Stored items
* * * * * * * * *
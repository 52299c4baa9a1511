//! Structural validation of flow definitions.
//!
//! Validation never evaluates conditions and does not require stages to be
//! reachable: a transition may target a status defined later in the list, and
//! unreachable stages only produce warnings.

use crate::error::{ValidationError, ValidationIssue};
use crate::flow::{FlowDefinition, SemVer, Stage};
use ahash::{AHashMap, AHashSet};
use itertools::Itertools;
use std::collections::VecDeque;

/// Everything the validator found: blocking issues and design-time warnings.
#[derive(Debug, Clone, Default, PartialEq, Eq)]
pub struct ValidationReport {
    pub issues: Vec<ValidationIssue>,
    pub warnings: Vec<String>,
}

impl ValidationReport {
    pub fn is_valid(&self) -> bool {
        self.issues.is_empty()
    }
}

/// Returns `true` when `definition` is structurally well-formed.
pub fn validate(definition: &FlowDefinition) -> bool {
    inspect(definition).is_valid()
}

/// Like [`validate`], but returns the issues as a typed error.
pub fn check(definition: &FlowDefinition) -> Result<(), ValidationError> {
    let report = inspect(definition);
    if report.is_valid() {
        Ok(())
    } else {
        Err(ValidationError {
            issues: report.issues,
        })
    }
}

/// Runs every structural check and collects the results.
pub fn inspect(definition: &FlowDefinition) -> ValidationReport {
    FlowValidator::new(definition).run()
}

struct FlowValidator<'a> {
    definition: &'a FlowDefinition,
    stage_ids: AHashSet<&'a str>,
    statuses: AHashSet<&'a str>,
    report: ValidationReport,
}

impl<'a> FlowValidator<'a> {
    fn new(definition: &'a FlowDefinition) -> Self {
        Self {
            definition,
            stage_ids: definition.stages.iter().map(|s| s.id.as_str()).collect(),
            statuses: definition.stages.iter().map(|s| s.status.as_str()).collect(),
            report: ValidationReport::default(),
        }
    }

    fn run(mut self) -> ValidationReport {
        let definition = self.definition;
        if definition.version.parse::<SemVer>().is_err() {
            self.issue(ValidationIssue::InvalidVersion(definition.version.clone()));
        }

        if definition.stages.is_empty() {
            self.issue(ValidationIssue::NoStages);
            return self.report;
        }

        for (index, stage) in definition.stages.iter().enumerate() {
            self.check_required_fields(index, stage);
        }
        self.check_duplicates();
        for stage in &definition.stages {
            self.check_transitions(stage);
        }
        self.collect_unreachable();

        self.report
    }

    fn issue(&mut self, issue: ValidationIssue) {
        self.report.issues.push(issue);
    }

    fn check_required_fields(&mut self, stage_index: usize, stage: &Stage) {
        let fields = [
            ("id", stage.id.as_str()),
            ("name", stage.name.as_str()),
            ("description", stage.description.as_str()),
            ("status", stage.status.as_str()),
        ];
        for (field, value) in fields {
            if value.trim().is_empty() {
                self.issue(ValidationIssue::MissingField { stage_index, field });
            }
        }
    }

    fn check_duplicates(&mut self) {
        let stages = &self.definition.stages;
        let duplicate_ids: Vec<String> = stages
            .iter()
            .map(|s| s.id.as_str())
            .filter(|id| !id.is_empty())
            .duplicates()
            .map(str::to_string)
            .collect();
        let duplicate_statuses: Vec<String> = stages
            .iter()
            .map(|s| s.status.as_str())
            .filter(|status| !status.is_empty())
            .duplicates()
            .map(str::to_string)
            .collect();

        for id in duplicate_ids {
            self.issue(ValidationIssue::DuplicateStageId(id));
        }
        for status in duplicate_statuses {
            self.issue(ValidationIssue::DuplicateStatus(status));
        }
    }

    fn check_transitions(&mut self, stage: &Stage) {
        if stage.transitions.iter().filter(|t| t.is_default).count() > 1 {
            self.issue(ValidationIssue::MultipleDefaults(stage.id.clone()));
        }

        for transition in &stage.transitions {
            if !self.statuses.contains(transition.to.as_str()) {
                self.issue(ValidationIssue::DanglingTargetStatus {
                    stage_id: stage.id.clone(),
                    status: transition.to.to_string(),
                });
            }
            if let Some(target) = &transition.target_stage_id {
                if !self.stage_ids.contains(target.as_str()) {
                    self.issue(ValidationIssue::DanglingTargetStage {
                        stage_id: stage.id.clone(),
                        target_stage_id: target.clone(),
                    });
                }
            }
            if transition.conditions.iter().any(|c| c.has_empty_group()) {
                self.issue(ValidationIssue::EmptyConditionGroup(stage.id.clone()));
            }
        }
    }

    /// Breadth-first walk from the entry stage; anything not reached is a warning.
    fn collect_unreachable(&mut self) {
        let stages = &self.definition.stages;
        let by_id: AHashMap<&str, &Stage> = stages.iter().map(|s| (s.id.as_str(), s)).collect();
        let by_status = self.definition.status_index();

        let mut seen: AHashSet<&str> = AHashSet::new();
        let mut queue: VecDeque<&Stage> = stages.first().into_iter().collect();
        while let Some(stage) = queue.pop_front() {
            if !seen.insert(stage.id.as_str()) {
                continue;
            }
            for transition in &stage.transitions {
                let next = match &transition.target_stage_id {
                    Some(id) => by_id.get(id.as_str()),
                    None => by_status.get(transition.to.as_str()),
                };
                if let Some(&next) = next {
                    queue.push_back(next);
                }
            }
        }

        let entry = stages.first().map(|s| s.id.as_str()).unwrap_or_default();
        let warnings = stages
            .iter()
            .filter(|s| !seen.contains(s.id.as_str()))
            .map(|s| format!("Stage '{}' is unreachable from entry stage '{}'", s.id, entry))
            .collect::<Vec<_>>();
        self.report.warnings.extend(warnings);
    }
}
* * * * * * * * *
Copy all lines above containing the string "AHashMap".

▶ SOLUTION TO THE EXERCISE
use ahash::{AHashMap, AHashSet};
        let by_id: AHashMap<&str, &Stage> = stages.iter().map(|s| (s.id.as_str(), s)).collect();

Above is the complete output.